For those in advertising - a lesson well worth learning
"The second problem is that advertising agencies, notably in Britain, France, and the United States, are now infested with people who regard advertising as an avant-garde art form. They have never sold anything in their lives. Their ambition is to win awards at the Cannes Festival. They bamboozle their unfortunate clients into paying millions of dollars a year to exhibit their originality. They aren't interested in the products they advertise, and assume that the consumer won't be either; so they say almost nothing about their virtues. At best they are mere entertainers, and rather feeble ones at that. Many of them are art directors who, being visual-minded, don't read anything themselves and make it impossible for consumers to read the copy I write. At a luncheon recently I heard an angry manufacturer refer to these self-indulgent idiots as mincing pansies. Given my education, I might have fallen into this trap myself if I had not spent five years selling kitchen stoves door-to-door. Once a salesman, always a salesman.”

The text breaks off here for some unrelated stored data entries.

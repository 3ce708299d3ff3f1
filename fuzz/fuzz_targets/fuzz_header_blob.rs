#![no_main]

use libfuzzer_sys::fuzz_target;
use repodata_tools::header::HeaderBlob;
use repodata_tools::model::RecordDocument;
use repodata_tools::normalize::{package_from_header, ExtractOptions};

fuzz_target!(|data: &[u8]| {
    if let Ok(blob) = HeaderBlob::parse(data) {
        let record = package_from_header(&blob, &ExtractOptions::default());
        let _ = RecordDocument::from(&record);
    }
});
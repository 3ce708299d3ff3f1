//! Ordering of dependency names by their parenthesized symbol version.
//!
//! Interpreter requirements such as `libc.so.6(GLIBC_2.14)(64bit)` share a
//! prefix and differ only in the symbol-version clause. Only the highest one
//! is worth keeping in a package's requirement list.

use super::rpmvercmp;
use std::cmp::Ordering;

/// Result of comparing two dependency names.
#[derive(Debug, Clone, Copy, PartialEq, Eq)]
pub enum DependencyOrder {
    Equal,
    FirstWins,
    SecondWins,
    /// Neither name has a closed clause.
    Malformed,
}

impl From<Ordering> for DependencyOrder {
    fn from(ord: Ordering) -> Self {
        match ord {
            Ordering::Less => Self::SecondWins,
            Ordering::Equal => Self::Equal,
            Ordering::Greater => Self::FirstWins,
        }
    }
}

/// Compare the symbol-version clauses of two dependency names.
///
/// Each name is scanned for its first `(...)` clause. A name that has a
/// clause beats one without; a closed clause beats an unclosed one; a
/// non-empty clause beats an empty one. When both clauses are present, the
/// text from the first digit up to the `)` is compared with [`rpmvercmp`];
/// a clause with a digit beats one without. When neither clause carries a
/// digit the comparison moves on to the next clause of each name, so
/// `ld.so(X)(Y_2)` ranks above plain `ld.so(X)`.
///
/// ```
/// use repodata_tools::version::{compare_dependency, DependencyOrder};
///
/// assert_eq!(
///     compare_dependency(b"libc.so.6(GLIBC_2.3)", b"libc.so.6(GLIBC_2.14)"),
///     DependencyOrder::SecondWins,
/// );
/// ```
#[must_use]
pub fn compare_dependency(first: &[u8], second: &[u8]) -> DependencyOrder {
    let (mut one, mut two) = (first, second);

    loop {
        let (open_one, open_two) = match (find(one, b'('), find(two, b'(')) {
            (None, None) => return DependencyOrder::Equal,
            (None, Some(_)) => return DependencyOrder::SecondWins,
            (Some(_), None) => return DependencyOrder::FirstWins,
            (Some(a), Some(b)) => (a, b),
        };
        let tail_one = &one[open_one + 1..];
        let tail_two = &two[open_two + 1..];

        let (close_one, close_two) = match (find(tail_one, b')'), find(tail_two, b')')) {
            (None, None) => return DependencyOrder::Malformed,
            (None, Some(_)) => return DependencyOrder::SecondWins,
            (Some(_), None) => return DependencyOrder::FirstWins,
            (Some(a), Some(b)) => (a, b),
        };
        let clause_one = &tail_one[..close_one];
        let clause_two = &tail_two[..close_two];

        match (clause_one.is_empty(), clause_two.is_empty()) {
            (true, true) => return DependencyOrder::Equal,
            (true, false) => return DependencyOrder::SecondWins,
            (false, true) => return DependencyOrder::FirstWins,
            (false, false) => {}
        }

        let digit_one = clause_one.iter().position(u8::is_ascii_digit);
        let digit_two = clause_two.iter().position(u8::is_ascii_digit);
        match (digit_one, digit_two) {
            (Some(a), Some(b)) => {
                return rpmvercmp(&clause_one[a..], &clause_two[b..]).into();
            }
            (Some(_), None) => return DependencyOrder::FirstWins,
            (None, Some(_)) => return DependencyOrder::SecondWins,
            (None, None) => {
                one = &tail_one[close_one + 1..];
                two = &tail_two[close_two + 1..];
            }
        }
    }
}

fn find(haystack: &[u8], needle: u8) -> Option<usize> {
    haystack.iter().position(|&c| c == needle)
}
//! Unified error types for repodata-tools.
//!
//! Extraction itself never fails: absent tags fall back to defaults and
//! malformed dependencies are dropped with a warning. The errors here cover
//! the fallible edges around it: loading header dumps, reading configuration,
//! and writing metadata fragments.

use std::path::PathBuf;
use thiserror::Error;

/// Main error type for repodata-tools operations.
#[derive(Error, Debug)]
#[non_exhaustive]
pub enum RepodataError {
    /// Errors while loading or decoding a header
    #[error("Failed to load header: {context}")]
    Header {
        context: String,
        #[source]
        source: HeaderErrorKind,
    },

    /// Errors while emitting metadata documents
    #[error("Failed to emit metadata: {context}")]
    Emit {
        context: String,
        #[source]
        source: EmitErrorKind,
    },

    /// IO errors with context
    #[error("IO error at {path:?}: {message}")]
    Io {
        path: Option<PathBuf>,
        message: String,
        #[source]
        source: std::io::Error,
    },

    /// Configuration errors
    #[error("Invalid configuration: {0}")]
    Config(String),

    /// Validation errors
    #[error("Validation failed: {0}")]
    Validation(String),
}

/// Specific header error kinds
#[derive(Error, Debug)]
#[non_exhaustive]
pub enum HeaderErrorKind {
    #[error("Unknown header format - expected a header blob or a JSON/YAML dump")]
    UnknownFormat,

    #[error("Malformed header blob: {0}")]
    MalformedBlob(String),

    #[error("Invalid JSON structure: {0}")]
    InvalidJson(String),

    #[error("Invalid YAML structure: {0}")]
    InvalidYaml(String),

    #[error("Unknown tag: {0}")]
    UnknownTag(String),

    #[error("Invalid value for tag '{tag}': {message}")]
    InvalidValue { tag: String, message: String },
}

/// Specific emit error kinds
#[derive(Error, Debug)]
#[non_exhaustive]
pub enum EmitErrorKind {
    #[error("XML writing failed: {0}")]
    Xml(String),

    #[error("JSON serialization failed: {0}")]
    Json(String),

    #[error("YAML serialization failed: {0}")]
    Yaml(String),
}

// ============================================================================
// Result type alias
// ============================================================================

/// Convenient Result type for repodata-tools operations
pub type Result<T> = std::result::Result<T, RepodataError>;

// ============================================================================
// Error construction helpers
// ============================================================================

impl RepodataError {
    /// Create a header error with context
    pub fn header(context: impl Into<String>, source: HeaderErrorKind) -> Self {
        Self::Header {
            context: context.into(),
            source,
        }
    }

    /// Create a header error for an unrecognized tag name
    pub fn unknown_tag(tag: impl Into<String>) -> Self {
        Self::header("resolving tag name", HeaderErrorKind::UnknownTag(tag.into()))
    }

    /// Create a header error for a malformed tag value
    pub fn invalid_value(tag: impl Into<String>, message: impl Into<String>) -> Self {
        Self::header(
            "decoding tag value",
            HeaderErrorKind::InvalidValue {
                tag: tag.into(),
                message: message.into(),
            },
        )
    }

    /// Create a header error for a structurally invalid header blob
    pub fn malformed_blob(message: impl Into<String>) -> Self {
        Self::header("reading header blob", HeaderErrorKind::MalformedBlob(message.into()))
    }

    /// Create an emit error with context
    pub fn emit(context: impl Into<String>, source: EmitErrorKind) -> Self {
        Self::Emit {
            context: context.into(),
            source,
        }
    }

    /// Create an IO error with path context
    pub fn io(path: impl Into<PathBuf>, source: std::io::Error) -> Self {
        let path = path.into();
        let message = format!("{source}");
        Self::Io {
            path: Some(path),
            message,
            source,
        }
    }

    /// Create a validation error
    pub fn validation(message: impl Into<String>) -> Self {
        Self::Validation(message.into())
    }

    /// Create a config error
    pub fn config(message: impl Into<String>) -> Self {
        Self::Config(message.into())
    }
}

// ============================================================================
// Conversions from existing error types
// ============================================================================

impl From<std::io::Error> for RepodataError {
    fn from(err: std::io::Error) -> Self {
        Self::Io {
            path: None,
            message: format!("{err}"),
            source: err,
        }
    }
}

impl From<serde_json::Error> for RepodataError {
    fn from(err: serde_json::Error) -> Self {
        Self::header(
            "JSON deserialization",
            HeaderErrorKind::InvalidJson(err.to_string()),
        )
    }
}

impl From<serde_yaml::Error> for RepodataError {
    fn from(err: serde_yaml::Error) -> Self {
        Self::header(
            "YAML deserialization",
            HeaderErrorKind::InvalidYaml(err.to_string()),
        )
    }
}

// ============================================================================
// Error context extension trait
// ============================================================================

/// Extension trait for adding context to errors.
///
/// Context strings are chained outermost first, so a failure deep inside a
/// dump load reads like `loading foo.json: decoding tag value`.
///
/// # Example
///
/// ```ignore
/// use repodata_tools::error::ErrorContext;
///
/// fn load(path: &Path) -> Result<HeaderDump> {
///     let content = std::fs::read_to_string(path)
///         .context("reading header dump")?;
///
///     HeaderDump::from_json(&content)
///         .with_context(|| format!("parsing header dump {}", path.display()))
/// }
/// ```
pub trait ErrorContext<T> {
    /// Add context to an error.
    ///
    /// The context string is prepended to the error's existing context.
    fn context(self, context: impl Into<String>) -> Result<T>;

    /// Add context from a closure, evaluated only on error.
    fn with_context<F, C>(self, f: F) -> Result<T>
    where
        F: FnOnce() -> C,
        C: Into<String>;
}

impl<T, E: Into<RepodataError>> ErrorContext<T> for std::result::Result<T, E> {
    fn context(self, context: impl Into<String>) -> Result<T> {
        let ctx: String = context.into();
        self.map_err(|e| add_context_to_error(e.into(), &ctx))
    }

    fn with_context<F, C>(self, f: F) -> Result<T>
    where
        F: FnOnce() -> C,
        C: Into<String>,
    {
        self.map_err(|e| {
            let ctx: String = f().into();
            add_context_to_error(e.into(), &ctx)
        })
    }
}

/// Add context to an error, chaining with any existing context.
fn add_context_to_error(err: RepodataError, new_ctx: &str) -> RepodataError {
    match err {
        RepodataError::Header {
            context: existing,
            source,
        } => RepodataError::Header {
            context: chain_context(new_ctx, &existing),
            source,
        },
        RepodataError::Emit {
            context: existing,
            source,
        } => RepodataError::Emit {
            context: chain_context(new_ctx, &existing),
            source,
        },
        RepodataError::Io {
            path,
            message,
            source,
        } => RepodataError::Io {
            path,
            message: chain_context(new_ctx, &message),
            source,
        },
        RepodataError::Config(msg) => RepodataError::Config(chain_context(new_ctx, &msg)),
        RepodataError::Validation(msg) => {
            RepodataError::Validation(chain_context(new_ctx, &msg))
        }
    }
}

/// Chain two context strings together.
///
/// If the existing context is empty, returns just the new context.
/// Otherwise, returns "`new_context`: `existing_context`".
fn chain_context(new: &str, existing: &str) -> String {
    if existing.is_empty() {
        new.to_string()
    } else {
        format!("{new}: {existing}")
    }
}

extracted from Confessions of an Advertising Man, pg 23-24, on the four problems of crisis dimensions the world of advertising faces
extracted from Confessions of an Advertising Man, pg 23-24, on the four problems of crisis dimensions the world of advertising faces
That was written by David Ogilvy in the 60s. If anything I think this obscene trend has only gotten worse since.
I look upon people who think coming up with scam (or spec, as the yanks would say) ad after scam ad to be the be all and end all of advertising with the utmost disdain. And if they think they're a good creative because they can come up with catchy scam ads, then I think they, like the trend they propogate, should be "taken behind the chemical shed and shot."
That is not advertising. That is not a craft. That is pure, blatant, self-buggery and narcissism and whosoever believes in it is nothing more than a pompous jackass. And you can quote me on that.